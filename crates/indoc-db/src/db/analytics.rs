use indoc_core::models::{AnalyticsSummary, AnalyticsTotals, ProcessingSummary};
use indoc_core::AppError;
use sqlx::{PgPool, Row};
use std::collections::HashMap;
use uuid::Uuid;

/// Aggregate queries over the documents table for the analytics endpoints.
/// Read-only; always tenant-scoped.
#[derive(Clone)]
pub struct AnalyticsRepository {
    pool: PgPool,
}

impl AnalyticsRepository {
    pub fn new(pool: PgPool) -> Self {
        Self { pool }
    }

    /// Totals for `GET /analytics/summary`.
    #[tracing::instrument(skip(self), fields(db.table = "documents", db.operation = "select", tenant_id = %tenant_id))]
    pub async fn get_summary(&self, tenant_id: Uuid) -> Result<AnalyticsSummary, AppError> {
        let row = sqlx::query(
            r#"
            SELECT
                COUNT(*) AS documents,
                COALESCE(SUM(file_size), 0)::BIGINT AS storage_bytes,
                COUNT(*) FILTER (WHERE status = 'ready') AS ready
            FROM documents
            WHERE tenant_id = $1 AND deleted_at IS NULL
            "#,
        )
        .bind(tenant_id)
        .fetch_one(&self.pool)
        .await?;

        Ok(AnalyticsSummary {
            totals: AnalyticsTotals {
                documents: row.try_get::<i64, _>("documents")?,
                storage_bytes: row.try_get::<i64, _>("storage_bytes")?,
                ready: row.try_get::<i64, _>("ready")?,
            },
        })
    }

    /// Per-status counts for `GET /analytics/processing`.
    #[tracing::instrument(skip(self), fields(db.table = "documents", db.operation = "select", tenant_id = %tenant_id))]
    pub async fn get_processing_summary(
        &self,
        tenant_id: Uuid,
    ) -> Result<ProcessingSummary, AppError> {
        let rows = sqlx::query(
            r#"
            SELECT status::TEXT AS status, COUNT(*) AS count
            FROM documents
            WHERE tenant_id = $1 AND deleted_at IS NULL
            GROUP BY status
            "#,
        )
        .bind(tenant_id)
        .fetch_all(&self.pool)
        .await?;

        let mut status_counts = HashMap::new();
        for row in rows {
            let status: String = row.try_get("status")?;
            let count: i64 = row.try_get("count")?;
            status_counts.insert(status, count);
        }

        let processed_total = status_counts.get("ready").copied().unwrap_or(0);

        Ok(ProcessingSummary {
            status_counts,
            processed_total,
        })
    }
}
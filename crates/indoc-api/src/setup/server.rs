//! Server startup and graceful shutdown

use anyhow::Result;
use axum::Router;
use indoc_core::Config;

/// Start the server with graceful shutdown
pub async fn start_server(config: &Config, app: Router) -> Result<()> {
    let addr = format!("0.0.0.0:{}", config.server_port);
    tracing::info!(addr = %addr, "Starting server");

    let listener = tokio::net::TcpListener::bind(&addr).await?;

    let max_document_mb = config.max_document_size_bytes / 1024 / 1024;
    tracing::info!(
        max_document_mb,
        document_extensions = %config.document_allowed_extensions.join(","),
        task_queue_max_workers = config.task_queue_max_workers,
        "Server ready and accepting connections"
    );

    axum::serve(listener, app)
        .with_graceful_shutdown(shutdown_signal())
        .await?;

    Ok(())
}

/// Signal handler for graceful shutdown
///
/// Listens for Ctrl+C (SIGINT) and SIGTERM signals to initiate graceful shutdown.
///
/// # Panics
/// - Panics if Ctrl+C signal handler cannot be installed (unrecoverable system error)
/// - On Unix systems, panics if SIGTERM signal handler cannot be installed (unrecoverable system error)
async fn shutdown_signal() {
    let ctrl_c = async {
        tokio::signal::ctrl_c()
            .await
            .expect("Failed to install Ctrl+C handler");
    };

    #[cfg(unix)]
    let terminate = async {
        tokio::signal::unix::signal(tokio::signal::unix::SignalKind::terminate())
            .expect("Failed to install signal handler")
            .recv()
            .await;
    };

    #[cfg(not(unix))]
    let terminate = std::future::pending::<()>();

    tokio::select! {
        _ = ctrl_c => {
            tracing::info!("Received Ctrl+C signal");
        },
        _ = terminate => {
            tracing::info!("Received terminate signal");
        },
    }

    tracing::info!("Shutting down gracefully...");
}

Task item:
Look through the data above and return exactly the lines from the one that contains "use uuid::Uuid;" to the one that contains "let count: i64", inclusive, with nothing else.

Reply:
use uuid::Uuid;

/// Aggregate queries over the documents table for the analytics endpoints.
/// Read-only; always tenant-scoped.
#[derive(Clone)]
pub struct AnalyticsRepository {
    pool: PgPool,
}

impl AnalyticsRepository {
    pub fn new(pool: PgPool) -> Self {
        Self { pool }
    }

    /// Totals for `GET /analytics/summary`.
    #[tracing::instrument(skip(self), fields(db.table = "documents", db.operation = "select", tenant_id = %tenant_id))]
    pub async fn get_summary(&self, tenant_id: Uuid) -> Result<AnalyticsSummary, AppError> {
        let row = sqlx::query(
            r#"
            SELECT
                COUNT(*) AS documents,
                COALESCE(SUM(file_size), 0)::BIGINT AS storage_bytes,
                COUNT(*) FILTER (WHERE status = 'ready') AS ready
            FROM documents
            WHERE tenant_id = $1 AND deleted_at IS NULL
            "#,
        )
        .bind(tenant_id)
        .fetch_one(&self.pool)
        .await?;

        Ok(AnalyticsSummary {
            totals: AnalyticsTotals {
                documents: row.try_get::<i64, _>("documents")?,
                storage_bytes: row.try_get::<i64, _>("storage_bytes")?,
                ready: row.try_get::<i64, _>("ready")?,
            },
        })
    }

    /// Per-status counts for `GET /analytics/processing`.
    #[tracing::instrument(skip(self), fields(db.table = "documents", db.operation = "select", tenant_id = %tenant_id))]
    pub async fn get_processing_summary(
        &self,
        tenant_id: Uuid,
    ) -> Result<ProcessingSummary, AppError> {
        let rows = sqlx::query(
            r#"
            SELECT status::TEXT AS status, COUNT(*) AS count
            FROM documents
            WHERE tenant_id = $1 AND deleted_at IS NULL
            GROUP BY status
            "#,
        )
        .bind(tenant_id)
        .fetch_all(&self.pool)
        .await?;

        let mut status_counts = HashMap::new();
        for row in rows {
            let status: String = row.try_get("status")?;
            let count: i64 = row.try_get("count")?;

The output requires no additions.